SDS (Detergente Iónico)

Desestabiliza la membrana celular y desnaturaliza proteínas. No afecta la estructura robusta del ADN.

Proteinasa K

Ayuda a la lisis celular porque digiere las proteínas y libera el ADN de complejos proteicos.

Principio básico de la extracción NucleoSpin

Las muestras de plantas se homogeneizan por tratamiento mecánico. El ADN puede ser extraído con los tampones de lisis, que contienen sales caotrópicas, agentes desnaturalizantes y detergentes. Los lisados deben ser aclarados por centrifugación o por filtros de NucleoSpin.

El sobrenadante aclarado se mezcla con el tampón de unión para crear las condiciones adecuadas para la unión óptima del ADN a la membrana de sílice. Una vez cargada esta mezcla en las columnas, se eliminan los contaminantes usando los tampones de lavado. Finalmente, el ADN genómico se eluye con el tampón de eluición.

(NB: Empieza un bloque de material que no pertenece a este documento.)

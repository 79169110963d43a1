use std::fmt::{Display, Formatter};
use std::path::PathBuf;

/// Errors produced while reading dotenv files or looking up variables.
#[derive(Debug, thiserror::Error)]
pub enum Error {
    #[error("file {} not found", .path.display())]
    NotFound { path: PathBuf },
    #[error("failed to read {}: {source}", .path.display())]
    Io {
        path: PathBuf,
        #[source]
        source: std::io::Error,
    },
    #[error(transparent)]
    Parse(#[from] ParseError),
    #[error("invalid UTF-8 input: {0}")]
    InvalidEncoding(#[from] std::str::Utf8Error),
    #[error("environment variable {name:?} not found")]
    RequiredValueMissing { name: String },
}

impl Error {
    pub(crate) fn from_io(path: PathBuf, source: std::io::Error) -> Self {
        if source.kind() == std::io::ErrorKind::NotFound {
            Self::NotFound { path }
        } else {
            Self::Io { path, source }
        }
    }

    /// Whether this is a missing-file error, the only one a caller may tolerate.
    pub fn is_not_found(&self) -> bool {
        matches!(self, Self::NotFound { .. })
    }
}

#[derive(Debug, Clone, PartialEq, Eq, thiserror::Error)]
#[error("parse error at line {line}, column {column}: {kind}")]
pub struct ParseError {
    pub line: u32,
    pub column: u32,
    pub kind: ParseErrorKind,
}

impl ParseError {
    pub(crate) fn new(line: u32, column: u32, kind: ParseErrorKind) -> Self {
        Self { line, column, kind }
    }
}

#[derive(Debug, Clone, Copy, PartialEq, Eq)]
pub enum ParseErrorKind {
    InvalidSyntax,
    MissingKey,
    InvalidKey,
    UnterminatedQuote,
}

impl Display for ParseErrorKind {
    fn fmt(&self, f: &mut Formatter<'_>) -> std::fmt::Result {
        match self {
            Self::InvalidSyntax => write!(f, "invalid syntax"),
            Self::MissingKey => write!(f, "missing key"),
            Self::InvalidKey => write!(f, "invalid key"),
            Self::UnterminatedQuote => write!(f, "unterminated quote"),
        }
    }
}

/// Failures that stop the plugin server from starting or serving.
#[derive(Debug, thiserror::Error)]
pub enum ServeError {
    #[error(
        "This binary is a plugin. These are not meant to be executed directly.\n\
         Please execute the program that consumes these plugins, which will\n\
         load any plugins automatically"
    )]
    NotLaunchedAsPlugin,
    #[error("no supported plugin protocol version in {offered:?}, expected 6")]
    UnsupportedProtocol { offered: String },
    #[error("invalid plugin port range {min}..={max}")]
    InvalidPortRange { min: u16, max: u16 },
    #[error("failed to bind plugin listener: {0}")]
    Bind(#[source] std::io::Error),
    #[error("failed to write handshake: {0}")]
    Handshake(#[source] std::io::Error),
    #[error("failed to generate server certificate: {0}")]
    Certificate(#[from] rcgen::Error),
    #[error(transparent)]
    Transport(#[from] tonic::transport::Error),
    #[error("failed to encode reattach configuration: {0}")]
    Reattach(#[from] serde_json::Error),
}
use std::ops::RangeInclusive;

use crate::env::SourceEnv;
use crate::error::ServeError;
use crate::provider::PROVIDER_ADDRESS;

/// Cookie Terraform sets so providers refuse to run outside of it.
pub const MAGIC_COOKIE_KEY: &str = "TF_PLUGIN_MAGIC_COOKIE";
pub const MAGIC_COOKIE_VALUE: &str =
    "d602bf8f470bc67ca7faa0386276bbdd4330efaf76d1a219cb4d6991ca9872b2";

/// go-plugin core protocol version, first field of the handshake.
pub const CORE_PROTOCOL_VERSION: u32 = 1;
/// Terraform plugin protocol version served.
pub const PROTOCOL_VERSION: u32 = 6;

const PROTOCOL_VERSIONS_KEY: &str = "PLUGIN_PROTOCOL_VERSIONS";
const MIN_PORT_KEY: &str = "PLUGIN_MIN_PORT";
const MAX_PORT_KEY: &str = "PLUGIN_MAX_PORT";
const CLIENT_CERT_KEY: &str = "PLUGIN_CLIENT_CERT";

/// How the plugin server starts, resolved from the command line and the
/// environment Terraform launches it with.
#[derive(Debug, Clone, PartialEq, Eq)]
pub struct ServeOptions {
    pub provider_address: String,
    /// Run standalone and print `TF_REATTACH_PROVIDERS` instead of the handshake.
    pub debug: bool,
    pub port_range: Option<RangeInclusive<u16>>,
    /// Terraform's client certificate; its presence turns on TLS.
    pub client_cert: Option<String>,
}

impl ServeOptions {
    pub fn from_env(env: &SourceEnv, debug: bool) -> Result<Self, ServeError> {
        if !debug {
            if env.var(MAGIC_COOKIE_KEY).as_deref() != Some(MAGIC_COOKIE_VALUE) {
                return Err(ServeError::NotLaunchedAsPlugin);
            }

            if let Some(offered) = env.var(PROTOCOL_VERSIONS_KEY)
                && !offered.trim().is_empty()
                && !offered
                    .split(',')
                    .any(|version| version.trim() == PROTOCOL_VERSION.to_string())
            {
                return Err(ServeError::UnsupportedProtocol { offered });
            }
        }

        let port_range = match (port(env, MIN_PORT_KEY), port(env, MAX_PORT_KEY)) {
            (Some(min), Some(max)) if min <= max => Some(min..=max),
            (Some(min), Some(max)) => return Err(ServeError::InvalidPortRange { min, max }),
            _ => None,
        };

        let client_cert = if debug {
            None
        } else {
            env.var(CLIENT_CERT_KEY).filter(|cert| !cert.trim().is_empty())
        };

        Ok(Self {
            provider_address: PROVIDER_ADDRESS.to_owned(),
            debug,
            port_range,
            client_cert,
        })
    }
}

fn port(env: &SourceEnv, key: &str) -> Option<u16> {
    env.var(key)?.trim().parse().ok()
}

Caracterización Molecular de Plantas

Pasos para la caracterización molecular de plantas

Para la caracterización molecular, se suelen utilizar herramientas bioinformáticas y secuencias específicas:

1. Uso de la herramienta Primer-BLAST de la base de datos NCBI para el diseño de cebadores.
2. Selección de la secuencia del gen de la enzima Rubisco y de la región intergénica (secuencia de ADN molde) como marcadores.

Datos obtenidos en el diseño de cebadores (primers)

El diseño de cebadores proporciona información crítica para optimizar la PCR:

• Todas las posibles secuencias de oligonucleótidos.
• Secuencia del cebador (primer) necesario.
• Temperatura de alineamiento (Tm) para los cebadores.
• Contenido de G+C de los cebadores.
• Longitud de los cebadores.
• Concentración de cationes (importante para la actividad de la polimerasa).